It might be a surprise to learn that the consensus price target was broadly unchanged at CA$7.01, with the analysts clearly implying that the forecast decline in earnings is not expected to have much of an impact on valuation. The consensus price target is just an average of individual analyst targets, so - it could be handy to see how wide the range of underlying estimates is. The most optimistic Karora Resources analyst has a price target of CA$7.75 per share, while the most pessimistic values it at CA$6.50. With such a narrow range of valuations, the analysts apparently share similar views on what they think the business is worth.

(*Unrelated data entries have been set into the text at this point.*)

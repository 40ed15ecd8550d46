//! Evaluation of a validated [NodeGraph] into shading-language source.
//!
//! Evaluation walks the graph depth-first from the material root, one channel at a time in
//! [MaterialChannel] order. Every node reached emits its local variable declaration exactly once;
//! later consumers reference that variable by name. Parameters are read from a packed constant
//! buffer whose layout is built along the way.

use super::{
    channel::MaterialChannel,
    graph::{InputPin, Node, NodeGraph, NodeId, NodeKind, Source},
    value::{float_literal, ValueType},
};

use crate::Validated;

use std::collections::HashSet;

use log::warn;

/// Expression used by texture samples whose `uv` input is unconnected, and by texture coordinate
/// nodes.
pub const DEFAULT_UV: &str = "input.uv";
/// Sampler shared by every texture sample of a material.
pub const MATERIAL_SAMPLER: &str = "MaterialSampler";

const SLOT_SIZE: u32 = std::mem::size_of::<f32>() as u32;

#[derive(Clone, Debug, PartialEq)]
/// One scalar slot of the material constant buffer.
pub struct ConstantBufferField {
    /// Field name in the generated declaration list.
    pub name: String,
    /// Byte offset from the start of the buffer.
    pub offset: u32,
    /// Authored value, used as initial buffer content.
    pub value: f32,
}

#[derive(Clone, Debug, Default, PartialEq)]
/// Packed per-material constant buffer.
pub struct ConstantBufferLayout {
    fields: Vec<ConstantBufferField>,
    size: u32,
}

impl ConstantBufferLayout {
    /// Fields in offset order.
    pub fn fields(&self) -> &[ConstantBufferField] {
        &self.fields
    }

    /// Packed size in bytes.
    pub fn size(&self) -> u32 {
        self.size
    }

    /// Size rounded up to the 16 byte granularity of GPU constant buffers.
    pub fn gpu_size(&self) -> u32 {
        self.size.div_ceil(16) * 16
    }

    /// Field declarations substituted into the template's constant buffer block.
    pub fn declarations(&self) -> String {
        self.fields
            .iter()
            .map(|field| format!("float {};\n", field.name))
            .collect()
    }

    /// Initial buffer content, padded to [gpu_size](Self::gpu_size).
    pub fn initial_data(&self) -> Vec<u8> {
        let values: Vec<f32> = self.fields.iter().map(|field| field.value).collect();

        let mut bytes = bytemuck::cast_slice::<f32, u8>(&values).to_vec();
        bytes.resize(self.gpu_size() as usize, 0);
        bytes
    }

    fn allocate(&mut self, value: f32) -> String {
        let offset = self.size;
        let name = format!("param{}", offset / SLOT_SIZE);

        self.fields.push(ConstantBufferField {
            name: name.clone(),
            offset,
            value,
        });
        self.size += SLOT_SIZE;

        name
    }
}

#[derive(Clone, Debug, Default, PartialEq)]
/// Result of evaluating a material graph.
pub struct Evaluation {
    /// Per channel source, in channel order: declarations first needed by the channel followed
    /// by the channel's own variable.
    pub channels: Vec<(MaterialChannel, String)>,
    /// Constant buffer fields read by the source.
    pub cbuffer: ConstantBufferLayout,
    /// Sampled textures in first-use order.
    pub textures: Vec<String>,
}

impl Evaluation {
    /// Generated source of a single channel.
    pub fn channel(&self, channel: MaterialChannel) -> Option<&str> {
        self.channels
            .iter()
            .find(|(candidate, _)| *candidate == channel)
            .map(|(_, source)| source.as_str())
    }

    /// Every channel's source concatenated in channel order.
    pub fn source(&self) -> String {
        self.channels
            .iter()
            .map(|(_, source)| source.as_str())
            .collect()
    }

    /// `Texture2D` declarations for the sampled textures.
    pub fn texture_declarations(&self) -> String {
        self.textures
            .iter()
            .map(|texture| format!("Texture2D {texture};\n"))
            .collect()
    }
}

/// Evaluate `graph` from its material root.
pub fn evaluate(graph: &NodeGraph<Validated>) -> Evaluation {
    GraphEvaluator::new(graph).run()
}

/// Single evaluation pass over one graph.
pub struct GraphEvaluator<'g> {
    graph: &'g NodeGraph<Validated>,
    defined: HashSet<NodeId>,
    pending: String,
    cbuffer: ConstantBufferLayout,
    textures: Vec<String>,
}

impl<'g> GraphEvaluator<'g> {
    #[allow(missing_docs)]
    pub fn new(graph: &'g NodeGraph<Validated>) -> Self {
        Self {
            graph,
            defined: HashSet::new(),
            pending: String::new(),
            cbuffer: ConstantBufferLayout::default(),
            textures: Vec::new(),
        }
    }

    /// Evaluate every channel of the material root.
    pub fn run(mut self) -> Evaluation {
        let graph = self.graph;
        let root = graph.node(graph.root().node);

        let channels = MaterialChannel::ALL
            .iter()
            .map(|&channel| {
                let expression = root
                    .and_then(|root| root.inputs().get(channel.index()))
                    .and_then(|pin| self.eval_input(pin))
                    .filter(|expression| !expression.is_empty())
                    .unwrap_or_else(|| channel.default_value().literal());

                let source = format!(
                    "{}{} {} = {};\n",
                    std::mem::take(&mut self.pending),
                    channel.ty().hlsl(),
                    channel.name(),
                    expression
                );

                (channel, source)
            })
            .collect();

        Evaluation {
            channels,
            cbuffer: self.cbuffer,
            textures: self.textures,
        }
    }

    /// Expression for a connected input, `None` if the pin has no source.
    fn eval_input(&mut self, pin: &InputPin) -> Option<String> {
        pin.source().map(|source| self.eval_hlsl(source))
    }

    /// Expression reading the output pin `source`. Empty if it points outside the graph.
    fn eval_hlsl(&mut self, source: Source) -> String {
        let graph = self.graph;

        if source.graph != graph.id() {
            warn!(
                "Ignoring reference to {} from {}, evaluating it as empty",
                source.graph,
                graph.id()
            );
            return String::new();
        }

        let Some(node) = graph.node(source.node) else {
            warn!("Ignoring reference to missing node {}", source.node);
            return String::new();
        };

        let Some(output) = node.outputs().get(source.output) else {
            warn!("Ignoring reference to missing output {} of {}", source.output, node.id());
            return String::new();
        };

        match node.kind() {
            NodeKind::TexCoord => DEFAULT_UV.to_owned(),
            NodeKind::Material => String::new(),
            _ => {
                self.eval_definition(node);
                format!("{}{}", node.id(), output.swizzle())
            }
        }
    }

    /// Emit the node's declaration unless this pass already did.
    fn eval_definition(&mut self, node: &Node) {
        if !self.defined.insert(node.id()) {
            return;
        }

        let (ty, expression) = match node.kind() {
            NodeKind::Scalar(value) => (ValueType::Float, self.cbuffer.allocate(*value)),
            NodeKind::Vector(value) => {
                let slots: Vec<String> = value
                    .components()
                    .iter()
                    .map(|component| self.cbuffer.allocate(*component))
                    .collect();

                let components: Vec<String> = node
                    .inputs()
                    .iter()
                    .zip(slots)
                    .map(|(pin, slot)| {
                        self.eval_input(pin)
                            .filter(|expression| !expression.is_empty())
                            .unwrap_or(slot)
                    })
                    .collect();

                (
                    value.ty(),
                    format!("{}({})", value.ty().hlsl(), components.join(", ")),
                )
            }
            NodeKind::TextureSample { texture } => {
                let uv = node
                    .inputs()
                    .first()
                    .and_then(|pin| self.eval_input(pin))
                    .filter(|expression| !expression.is_empty())
                    .unwrap_or_else(|| DEFAULT_UV.to_owned());

                if !self.textures.contains(texture) {
                    self.textures.push(texture.clone());
                }

                (
                    ValueType::Float4,
                    format!("{texture}.Sample({MATERIAL_SAMPLER}, {uv})"),
                )
            }
            NodeKind::Arithmetic { op, ty } => {
                let operands: Vec<String> = node
                    .inputs()
                    .iter()
                    .enumerate()
                    .map(|(index, pin)| {
                        self.eval_input(pin)
                            .filter(|expression| !expression.is_empty())
                            .unwrap_or_else(|| float_literal(op.fallback(index)))
                    })
                    .collect();

                (*ty, op.expression(&operands))
            }
            NodeKind::TexCoord | NodeKind::Material => return,
        };

        self.pending
            .push_str(&format!("{} {} = {};\n", ty.hlsl(), node.id(), expression));
    }
}

#[cfg(test)]
mod test {
    use super::*;
    use crate::{
        pin,
        shader::{
            graph::{ArithmeticOp, NodeGraph},
            value::ParamValue,
        },
    };

    use float_eq::assert_float_eq;

    fn textured_graph() -> NodeGraph<Validated> {
        let mut graph = NodeGraph::new();
        let root = graph.root();

        let albedo = graph.add_node(NodeKind::TextureSample {
            texture: "AlbedoMap".into(),
        });
        let tint = graph.add_parameter(ParamValue::float3(1., 0.5, 0.25));
        let tinted = graph.add_node(NodeKind::Arithmetic {
            op: ArithmeticOp::Multiply,
            ty: ValueType::Float3,
        });

        graph
            .connect(&pin!(tinted => "a"), &pin!(albedo => "rgb"))
            .unwrap()
            .connect(&pin!(tinted => "b"), &pin!(tint => "value"))
            .unwrap()
            .connect(&pin!(root => "diffuse"), &pin!(tinted => "out"))
            .unwrap()
            .connect(&pin!(root => "opacity"), &pin!(albedo => "a"))
            .unwrap();

        graph.validate().unwrap()
    }

    #[test]
    fn channel_source() {
        let evaluation = evaluate(&textured_graph());

        assert_eq!(
            evaluation.channel(MaterialChannel::Diffuse).unwrap(),
            "float4 n1 = AlbedoMap.Sample(MaterialSampler, input.uv);\n\
             float3 n2 = float3(param0, param1, param2);\n\
             float3 n3 = (n1.rgb * n2);\n\
             float3 diffuse = n3;\n"
        );

        // Already declared by the diffuse channel.
        assert_eq!(
            evaluation.channel(MaterialChannel::Opacity).unwrap(),
            "float opacity = n1.a;\n"
        );

        // Unconnected channels use their default literal.
        assert_eq!(
            evaluation.channel(MaterialChannel::Normal).unwrap(),
            "float3 normal = float3(0.0, 0.0, 1.0);\n"
        );

        assert_eq!(evaluation.textures, vec!["AlbedoMap".to_string()]);
        assert_eq!(
            evaluation.texture_declarations(),
            "Texture2D AlbedoMap;\n"
        );
    }

    #[test]
    fn deterministic() {
        let graph = textured_graph();

        let first = evaluate(&graph);
        let second = evaluate(&graph);

        assert_eq!(first.source(), second.source());
        assert_eq!(first.cbuffer.size(), second.cbuffer.size());
        assert_eq!(first, second);
    }

    #[test]
    fn shared_parameter_declared_once() {
        let mut graph = NodeGraph::new();
        let root = graph.root();

        let one = graph.add_parameter(ParamValue::float(1.));
        let again = graph.add_parameter(ParamValue::float(1.));
        assert_eq!(one, again);

        graph
            .connect(&pin!(root => "opacity"), &pin!(one => "value"))
            .unwrap()
            .connect(&pin!(root => "ambient_occlusion"), &pin!(again => "value"))
            .unwrap();

        let source = evaluate(&graph.validate().unwrap()).source();

        assert_eq!(source.matches(&format!("float {} =", one.node)).count(), 1);
        assert!(source.contains("float opacity = n1;"));
        assert!(source.contains("float ambient_occlusion = n1;"));
    }

    #[test]
    fn constant_buffer_layout() {
        let mut graph = NodeGraph::new();
        let root = graph.root();

        let roughness = graph.add_parameter(ParamValue::float(0.25));
        let emissive = graph.add_parameter(ParamValue::float3(0., 2., 4.));
        let pulse = graph.add_parameter(ParamValue::float(8.));

        graph
            .connect(&pin!(emissive => "y"), &pin!(pulse => "value"))
            .unwrap()
            .connect(&pin!(root => "roughness"), &pin!(roughness => "value"))
            .unwrap()
            .connect(&pin!(root => "emissive"), &pin!(emissive => "value"))
            .unwrap();

        let evaluation = evaluate(&graph.validate().unwrap());
        let layout = &evaluation.cbuffer;

        // roughness, three emissive slots, then the pulse feeding emissive.y
        assert_eq!(layout.size(), 20);
        assert_eq!(layout.gpu_size(), 32);
        assert_eq!(
            layout
                .fields()
                .iter()
                .map(|field| field.offset)
                .collect::<Vec<_>>(),
            vec![0, 4, 8, 12, 16]
        );
        assert_eq!(layout.declarations().lines().count(), 5);

        assert!(evaluation
            .channel(MaterialChannel::Emissive)
            .unwrap()
            .contains("float3 n2 = float3(param1, n3, param3);"));

        let data = layout.initial_data();
        assert_eq!(data.len(), 32);
        let floats: Vec<f32> = data[..20]
            .chunks_exact(4)
            .map(|bytes| f32::from_ne_bytes(bytes.try_into().unwrap()))
            .collect();
        assert_float_eq!(floats[0], 0.25, abs <= f32::EPSILON);
        assert_float_eq!(floats[2], 2., abs <= f32::EPSILON);
        assert_float_eq!(floats[4], 8., abs <= f32::EPSILON);
    }

    #[test]
    fn arithmetic_fallbacks() {
        let mut graph = NodeGraph::new();
        let root = graph.root();

        let lerp = graph.add_node(NodeKind::Arithmetic {
            op: ArithmeticOp::Lerp,
            ty: ValueType::Float,
        });
        graph
            .connect(&pin!(root => "metallic"), &pin!(lerp => "out"))
            .unwrap();

        let evaluation = evaluate(&graph.validate().unwrap());
        assert!(evaluation
            .channel(MaterialChannel::Metallic)
            .unwrap()
            .starts_with("float n1 = lerp(0.0, 1.0, 0.5);\n"));
        assert_eq!(evaluation.cbuffer.size(), 0);
    }
}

Looking at the bigger picture now, one of the ways we can make sense of these forecasts is to see how they measure up against both past performance and industry growth estimates. We would highlight that Karora Resources' revenue growth is expected to slow, with the forecast 18% annualised growth rate until the end of 2024 being well below the historical 25% p.a. growth over the last five years. By way of comparison, the other companies in this industry with analyst coverage are forecast to grow their revenue at 11% annually. So it's pretty clear that, while Karora Resources' revenue growth is expected to slow, it's still expected to grow faster than the industry itself.

The Bottom Line

The biggest concern is that the analysts reduced their earnings per share estimates, suggesting business headwinds could lay ahead for Karora Resources. Happily, there were no major changes to revenue forecasts, with the business still expected to grow faster than the wider industry. The consensus price target held steady at CA$7.01, with the latest estimates not enough to have an impact on their price targets.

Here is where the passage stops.